▶ AIM OF THE TASK: Search term "leak": please copy every line of the records below that contains it.

▶ STORED DATA:
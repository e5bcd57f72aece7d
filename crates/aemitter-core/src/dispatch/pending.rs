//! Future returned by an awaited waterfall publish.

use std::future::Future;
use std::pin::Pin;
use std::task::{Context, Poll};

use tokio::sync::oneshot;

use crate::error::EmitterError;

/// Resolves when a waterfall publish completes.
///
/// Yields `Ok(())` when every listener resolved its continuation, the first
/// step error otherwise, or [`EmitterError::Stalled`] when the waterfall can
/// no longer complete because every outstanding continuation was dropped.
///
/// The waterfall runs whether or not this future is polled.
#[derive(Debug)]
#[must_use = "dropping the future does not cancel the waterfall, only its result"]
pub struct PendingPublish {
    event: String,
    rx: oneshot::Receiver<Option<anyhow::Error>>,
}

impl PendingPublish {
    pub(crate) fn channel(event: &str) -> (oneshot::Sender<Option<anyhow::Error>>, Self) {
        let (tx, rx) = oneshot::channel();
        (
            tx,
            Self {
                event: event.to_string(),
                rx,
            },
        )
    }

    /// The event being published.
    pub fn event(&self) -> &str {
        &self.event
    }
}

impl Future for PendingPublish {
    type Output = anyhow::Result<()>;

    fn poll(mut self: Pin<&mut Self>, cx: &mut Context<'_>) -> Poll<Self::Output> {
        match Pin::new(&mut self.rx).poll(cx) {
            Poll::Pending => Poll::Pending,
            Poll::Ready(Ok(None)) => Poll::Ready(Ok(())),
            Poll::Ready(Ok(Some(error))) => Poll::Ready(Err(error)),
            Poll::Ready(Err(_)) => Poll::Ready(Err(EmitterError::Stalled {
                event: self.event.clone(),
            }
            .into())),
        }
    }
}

==

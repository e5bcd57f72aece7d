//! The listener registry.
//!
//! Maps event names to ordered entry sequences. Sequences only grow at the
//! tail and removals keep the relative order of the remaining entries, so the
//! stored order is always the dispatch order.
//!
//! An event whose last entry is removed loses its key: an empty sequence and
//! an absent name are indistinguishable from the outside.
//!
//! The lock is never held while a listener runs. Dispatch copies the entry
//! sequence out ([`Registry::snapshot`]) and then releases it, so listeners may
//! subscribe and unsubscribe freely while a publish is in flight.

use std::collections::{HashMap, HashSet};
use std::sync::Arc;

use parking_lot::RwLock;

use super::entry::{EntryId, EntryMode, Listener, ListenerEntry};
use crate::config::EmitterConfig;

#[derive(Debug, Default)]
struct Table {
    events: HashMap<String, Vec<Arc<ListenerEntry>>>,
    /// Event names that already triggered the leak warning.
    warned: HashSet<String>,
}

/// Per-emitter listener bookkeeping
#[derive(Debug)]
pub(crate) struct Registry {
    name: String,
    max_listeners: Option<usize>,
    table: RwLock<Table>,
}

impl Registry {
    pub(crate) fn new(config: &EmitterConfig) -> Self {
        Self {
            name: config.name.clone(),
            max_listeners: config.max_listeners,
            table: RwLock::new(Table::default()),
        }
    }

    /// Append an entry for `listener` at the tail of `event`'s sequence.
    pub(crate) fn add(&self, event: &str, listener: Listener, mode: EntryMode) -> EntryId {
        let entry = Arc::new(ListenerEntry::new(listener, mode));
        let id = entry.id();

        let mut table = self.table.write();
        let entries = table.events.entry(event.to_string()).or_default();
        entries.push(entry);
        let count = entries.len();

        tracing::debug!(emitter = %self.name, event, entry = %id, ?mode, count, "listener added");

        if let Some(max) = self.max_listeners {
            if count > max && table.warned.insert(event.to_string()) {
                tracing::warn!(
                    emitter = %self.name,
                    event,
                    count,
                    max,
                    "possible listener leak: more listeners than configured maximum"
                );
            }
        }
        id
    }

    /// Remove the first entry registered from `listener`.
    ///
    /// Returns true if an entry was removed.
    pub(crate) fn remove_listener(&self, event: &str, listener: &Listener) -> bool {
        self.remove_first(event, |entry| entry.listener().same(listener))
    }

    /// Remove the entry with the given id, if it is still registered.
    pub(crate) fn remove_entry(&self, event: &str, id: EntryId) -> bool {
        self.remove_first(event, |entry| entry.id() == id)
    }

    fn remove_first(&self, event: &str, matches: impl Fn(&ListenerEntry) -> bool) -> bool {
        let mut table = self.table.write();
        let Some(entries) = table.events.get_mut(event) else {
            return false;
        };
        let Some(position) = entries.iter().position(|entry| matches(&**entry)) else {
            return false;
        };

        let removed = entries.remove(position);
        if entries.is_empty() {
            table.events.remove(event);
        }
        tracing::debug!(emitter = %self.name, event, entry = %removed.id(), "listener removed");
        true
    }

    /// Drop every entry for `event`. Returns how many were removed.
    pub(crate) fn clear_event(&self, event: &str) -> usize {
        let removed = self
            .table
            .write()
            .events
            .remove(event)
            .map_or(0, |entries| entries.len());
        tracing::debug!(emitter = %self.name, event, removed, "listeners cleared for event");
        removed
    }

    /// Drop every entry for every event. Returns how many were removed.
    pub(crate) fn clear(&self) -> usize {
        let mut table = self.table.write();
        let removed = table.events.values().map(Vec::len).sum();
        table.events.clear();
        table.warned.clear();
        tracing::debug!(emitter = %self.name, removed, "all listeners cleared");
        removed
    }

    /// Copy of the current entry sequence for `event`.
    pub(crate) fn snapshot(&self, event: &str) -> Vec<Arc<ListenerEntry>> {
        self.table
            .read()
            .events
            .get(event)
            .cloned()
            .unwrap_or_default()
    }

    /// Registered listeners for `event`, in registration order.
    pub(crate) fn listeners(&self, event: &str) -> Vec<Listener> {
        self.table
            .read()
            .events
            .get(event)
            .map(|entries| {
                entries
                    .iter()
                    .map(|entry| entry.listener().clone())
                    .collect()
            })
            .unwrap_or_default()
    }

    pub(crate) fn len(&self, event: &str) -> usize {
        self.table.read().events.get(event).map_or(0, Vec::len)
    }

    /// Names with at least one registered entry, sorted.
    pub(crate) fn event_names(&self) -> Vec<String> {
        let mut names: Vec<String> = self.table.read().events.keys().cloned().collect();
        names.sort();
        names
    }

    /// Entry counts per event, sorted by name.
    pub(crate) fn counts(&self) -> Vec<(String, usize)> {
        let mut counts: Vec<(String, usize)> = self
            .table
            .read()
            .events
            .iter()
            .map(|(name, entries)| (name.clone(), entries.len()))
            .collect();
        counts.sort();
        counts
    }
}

▶ EXERCISE RESPONSE:
    /// Event names that already triggered the leak warning.
                    "possible listener leak: more listeners than configured maximum"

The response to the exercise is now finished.